> _WORK TO COMPLETE_
Give the number of lines in the records below that hold "live"; nothing else is needed.

(Records drawn from a dataset)
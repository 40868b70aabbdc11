//! Network messages - communication between App and Network layers

use crate::models::{Message, Response};
use crate::request::MaterializedRequest;

/// Commands sent from App layer to Network layer
#[derive(Debug, Clone)]
pub enum NetworkCommand {
    /// Dispatch a materialized request: an HTTP call through the proxy, or a
    /// new socket session replacing any live one for the same request id
    Send(MaterializedRequest),
    /// Send a user message on the live session of a request
    SendMessage { request_id: String, text: String },
    /// Close the live session of a request
    Disconnect { request_id: String },
    /// Close every session and stop the network actor
    Shutdown,
}

/// Responses sent from Network layer to App layer
#[derive(Debug, Clone)]
pub enum NetworkResponse {
    /// HTTP call finished; failures are carried in `response.error`
    HttpCompleted { request_id: String, response: Response },
    /// A socket session produced a log message
    SessionMessage { request_id: String, message: Message },
    /// The live session of a request is gone
    SessionEnded { request_id: String },
}
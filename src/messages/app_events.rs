//! App events - messages from a front end to the App layer

use crate::models::{AuthType, BodyType, Header, HttpMethod, Param};

/// Edits and actions a front end can request
#[derive(Debug, Clone)]
pub enum AppEvent {
    // Navigation
    Select(String),
    SetActiveEnvironment(Option<String>),

    // Editing the active request
    EditUrl(String),
    EditMethod(HttpMethod),
    EditQueryParams(Vec<Param>),
    EditHeaders(Vec<Header>),
    EditBody(String),
    SetBodyType(BodyType),
    EditFormParams(Vec<Param>),
    SetAuth(AuthType),
    SetScript(Option<String>),

    // Transport
    Send,
    SendMessage(String),
    Disconnect,

    Quit,
}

> _SOLVED PROBLEM_
4